New York state Comptroller Tom DiNapoli junked the state public pension fund’s remaining private prison assets Thursday in response to current federal immigration enforcement practices.
As of last month, the New York State Common Retirement Fund had $3.8 million in CoreCivic holdings and $5.8 million in GEO Group — drops in its $207 billion bucket. This move eliminates its private prison holdings, the comptroller’s office said.
“The current immigration situation is creating even more risks in their business model, which has consequences for their long value,” spokeswoman Jennifer Freeman wrote in a statement.

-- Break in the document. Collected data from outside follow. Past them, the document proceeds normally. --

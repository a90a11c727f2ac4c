//! Navigation through a view collection, most recent first.

use crate::error::{Collection, Result, ReviewError};

/// Direction of a navigation step.
#[derive(Debug, Clone, Copy, PartialEq, Eq)]
pub enum Direction {
    /// Towards more recent views.
    Next,
    /// Towards older views.
    Previous,
    /// To the most recent view.
    MostRecent,
    /// To the oldest view.
    Oldest,
}

/// An index into a collection presented in reverse insertion order.
///
/// Index 0 is the most recent entry. The index is clamped to
/// `[0, count - 1]` and never wraps around.
#[derive(Debug, Clone, Copy, PartialEq, Eq)]
pub struct NavigationCursor {
    index: usize,
    collection: Collection,
}

impl NavigationCursor {
    /// Creates a cursor over the given collection, at the most recent entry.
    pub fn new(collection: Collection) -> Self {
        Self {
            index: 0,
            collection,
        }
    }

    /// Returns the collection this cursor walks.
    #[must_use]
    pub fn collection(&self) -> Collection {
        self.collection
    }

    /// Returns the current index.
    #[must_use]
    pub fn index(&self) -> usize {
        self.index
    }

    /// Moves one step towards the most recent entry.
    pub fn next(&mut self, count: usize) -> Result<usize> {
        self.ensure_not_empty(count)?;
        self.clamp(count);
        if self.index > 0 {
            self.index -= 1;
        }
        Ok(self.index)
    }

    /// Moves one step towards the oldest entry.
    pub fn previous(&mut self, count: usize) -> Result<usize> {
        self.ensure_not_empty(count)?;
        self.clamp(count);
        if self.index < count - 1 {
            self.index += 1;
        }
        Ok(self.index)
    }

    /// Moves to the most recent entry.
    pub fn jump_to_most_recent(&mut self, count: usize) -> Result<usize> {
        self.ensure_not_empty(count)?;
        self.index = 0;
        Ok(self.index)
    }

    /// Moves to the oldest entry.
    pub fn jump_to_oldest(&mut self, count: usize) -> Result<usize> {
        self.ensure_not_empty(count)?;
        self.index = count - 1;
        Ok(self.index)
    }

    /// Moves to `index`, clamped to the last entry.
    pub fn jump_to(&mut self, index: usize, count: usize) -> Result<usize> {
        self.ensure_not_empty(count)?;
        self.index = index.min(count - 1);
        Ok(self.index)
    }

    /// Applies a step in the given direction.
    pub fn step(&mut self, direction: Direction, count: usize) -> Result<usize> {
        match direction {
            Direction::Next => self.next(count),
            Direction::Previous => self.previous(count),
            Direction::MostRecent => self.jump_to_most_recent(count),
            Direction::Oldest => self.jump_to_oldest(count),
        }
    }

    /// Pulls the index back into range after the collection shrank.
    pub fn clamp(&mut self, count: usize) {
        self.index = self.index.min(count.saturating_sub(1));
    }

    /// Resets to the most recent entry.
    pub fn reset(&mut self) {
        self.index = 0;
    }

    fn ensure_not_empty(&self, count: usize) -> Result<()> {
        if count == 0 {
            return Err(ReviewError::EmptyCollection(self.collection));
        }
        Ok(())
    }
}
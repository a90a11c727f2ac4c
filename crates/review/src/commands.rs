//! User-facing commands.
//!
//! Each command mirrors a button or menu entry of the host UI. Commands never
//! fail: errors are turned into a [`Report`] that the host shows in its status
//! bar.

use review_core::{
    Collection, Direction, ReviewError, SaveOutcome, Scheduler, Session, ViewId, ViewPosition,
    ViewportHost,
};

/// Severity of a report.
#[derive(Debug, Clone, Copy, PartialEq, Eq)]
pub enum ReportLevel {
    /// Informational status.
    Info,
    /// The command could not do what was asked.
    Error,
}

/// Short status message produced by a command.
#[derive(Debug, Clone, PartialEq, Eq)]
pub struct Report {
    /// Severity.
    pub level: ReportLevel,
    /// Human-readable message.
    pub message: String,
}

impl Report {
    /// Creates an informational report.
    pub fn info(message: impl Into<String>) -> Self {
        Self {
            level: ReportLevel::Info,
            message: message.into(),
        }
    }

    /// Creates an error report.
    pub fn error(message: impl Into<String>) -> Self {
        Self {
            level: ReportLevel::Error,
            message: message.into(),
        }
    }

    /// Returns true for error reports.
    #[must_use]
    pub fn is_error(&self) -> bool {
        self.level == ReportLevel::Error
    }
}

impl From<ReviewError> for Report {
    fn from(err: ReviewError) -> Self {
        let message = match err {
            ReviewError::EmptyCollection(Collection::Recent) => "No recent views".to_string(),
            ReviewError::EmptyCollection(Collection::Saved) => "No saved views".to_string(),
            ReviewError::StaleIdentifier(_) => "View not found".to_string(),
            ReviewError::NothingSelected => "No views selected".to_string(),
            ReviewError::NoViewportAvailable => "No 3D viewport available".to_string(),
            other => other.to_string(),
        };
        Report::error(message)
    }
}

impl std::fmt::Display for Report {
    fn fmt(&self, f: &mut std::fmt::Formatter<'_>) -> std::fmt::Result {
        f.write_str(&self.message)
    }
}

/// Turns automatic tracking on or off.
pub fn toggle(session: &mut Session, scheduler: &mut impl Scheduler) -> Report {
    if session.toggle(scheduler) {
        Report::info("ReView activated")
    } else {
        Report::info("ReView deactivated")
    }
}

/// Steps through the recent history.
pub fn switch(session: &mut Session, direction: Direction, host: &mut impl ViewportHost) -> Report {
    restored(session.navigate_recent(direction, host))
}

/// Steps through the saved views.
pub fn switch_saved(
    session: &mut Session,
    direction: Direction,
    host: &mut impl ViewportHost,
) -> Report {
    restored(session.navigate_saved(direction, host))
}

/// Empties the recent history.
pub fn clear_recent(session: &mut Session) -> Report {
    session.clear_recent();
    Report::info("Views cleared")
}

/// Empties the saved views.
pub fn clear_saved(session: &mut Session) -> Report {
    session.clear_saved();
    Report::info("Saved views cleared")
}

/// Saves the current view into the selected saved views, or as a new one.
pub fn save_view(session: &mut Session, host: &impl ViewportHost) -> Report {
    match session.save_view(host) {
        Ok(SaveOutcome::Created(id)) => Report::info(format!("View {id} saved")),
        Ok(SaveOutcome::Updated(1)) => Report::info("1 view updated"),
        Ok(SaveOutcome::Updated(n)) => Report::info(format!("{n} views updated")),
        Err(err) => err.into(),
    }
}

/// Restores a saved view by id.
pub fn restore_saved(session: &mut Session, id: ViewId, host: &mut impl ViewportHost) -> Report {
    match session.restore_saved(id, host) {
        Ok(_) => {
            let name = session
                .saved()
                .get(id)
                .map_or_else(|| id.to_string(), |entry| entry.name.clone());
            Report::info(format!("{name} restored"))
        }
        Err(err) => err.into(),
    }
}

/// Deletes every selected saved view.
pub fn delete_selected(session: &mut Session) -> Report {
    match session.delete_selected() {
        Ok(1) => Report::info("1 view deleted"),
        Ok(n) => Report::info(format!("{n} views deleted")),
        Err(err) => err.into(),
    }
}

/// The `position/count` label shown under the navigation buttons.
pub fn position_label(session: &Session) -> String {
    label(session.recent_cursor().index(), session.history().len())
}

/// Like [`position_label`], for the saved views.
pub fn saved_position_label(session: &Session) -> String {
    label(session.saved_cursor().index(), session.saved().len())
}

fn label(index: usize, count: usize) -> String {
    if count == 0 {
        "0/0".to_string()
    } else {
        ViewPosition { index, count }.to_string()
    }
}

fn restored(result: review_core::Result<ViewPosition>) -> Report {
    match result {
        Ok(position) => Report::info(format!("View {position} restored")),
        Err(err) => err.into(),
    }
}
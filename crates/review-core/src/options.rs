//! User-editable settings for view tracking.

use std::time::Duration;

use serde::{Deserialize, Serialize};

use crate::error::Result;

/// Bounds for [`Options::update_delay`], in seconds.
pub const UPDATE_DELAY_RANGE: (u32, u32) = (1, 60);

/// Bounds for [`Options::save_count`].
pub const SAVE_COUNT_RANGE: (usize, usize) = (1, 50);

/// Settings read from the host's preferences.
#[derive(Debug, Clone, PartialEq, Eq, Serialize, Deserialize)]
#[serde(default)]
pub struct Options {
    /// Seconds between two view samples. This is also the minimum dwell time.
    pub update_delay: u32,

    /// Maximum number of entries kept in the recent history.
    pub save_count: usize,
}

impl Default for Options {
    fn default() -> Self {
        Self {
            update_delay: 2,
            save_count: 10,
        }
    }
}

impl Options {
    /// Parses options from JSON, filling missing fields with defaults and
    /// clamping out-of-range values.
    pub fn from_json(json: &str) -> Result<Self> {
        let options: Options = serde_json::from_str(json)?;
        Ok(options.clamped())
    }

    /// Returns a copy with every field forced into its valid range.
    #[must_use]
    pub fn clamped(mut self) -> Self {
        self.set_update_delay(self.update_delay);
        self.set_save_count(self.save_count);
        self
    }

    /// Sets the sampling interval, clamped to [`UPDATE_DELAY_RANGE`].
    pub fn set_update_delay(&mut self, seconds: u32) {
        self.update_delay = seconds.clamp(UPDATE_DELAY_RANGE.0, UPDATE_DELAY_RANGE.1);
    }

    /// Sets the recent history capacity, clamped to [`SAVE_COUNT_RANGE`].
    pub fn set_save_count(&mut self, count: usize) {
        self.save_count = count.clamp(SAVE_COUNT_RANGE.0, SAVE_COUNT_RANGE.1);
    }

    /// The sampling interval as a [`Duration`].
    pub fn interval(&self) -> Duration {
        Duration::from_secs(u64::from(self.update_delay))
    }
}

A 40-year-old man in Immigration and Customs Enforcement custody at the CoreCivic-operated Stewart Detention Center in Georgia was found unresponsive in his cell Tuesday, an apparent suicide. CoreCivic also operates the Elizabeth Detention Center in New Jersey, where many immigrants apprehended in New York are held.
The state stopped buying new CoreCivic stock in 1999 and added GEO Group to its restricted list in 2016. But until this week, it still had some holdings in its portfolio.
Javier Valdés, co-director of immigrant advocacy group Make the Road New York, hailed the move as “a major victory for our community.”
The group, in a data analysis conducted along with the Center for Popular Democracy, estimates that the Trump administration’s zero-tolerance border policy could increase the number of immigrants in private detention by as much as 580 percent in two years.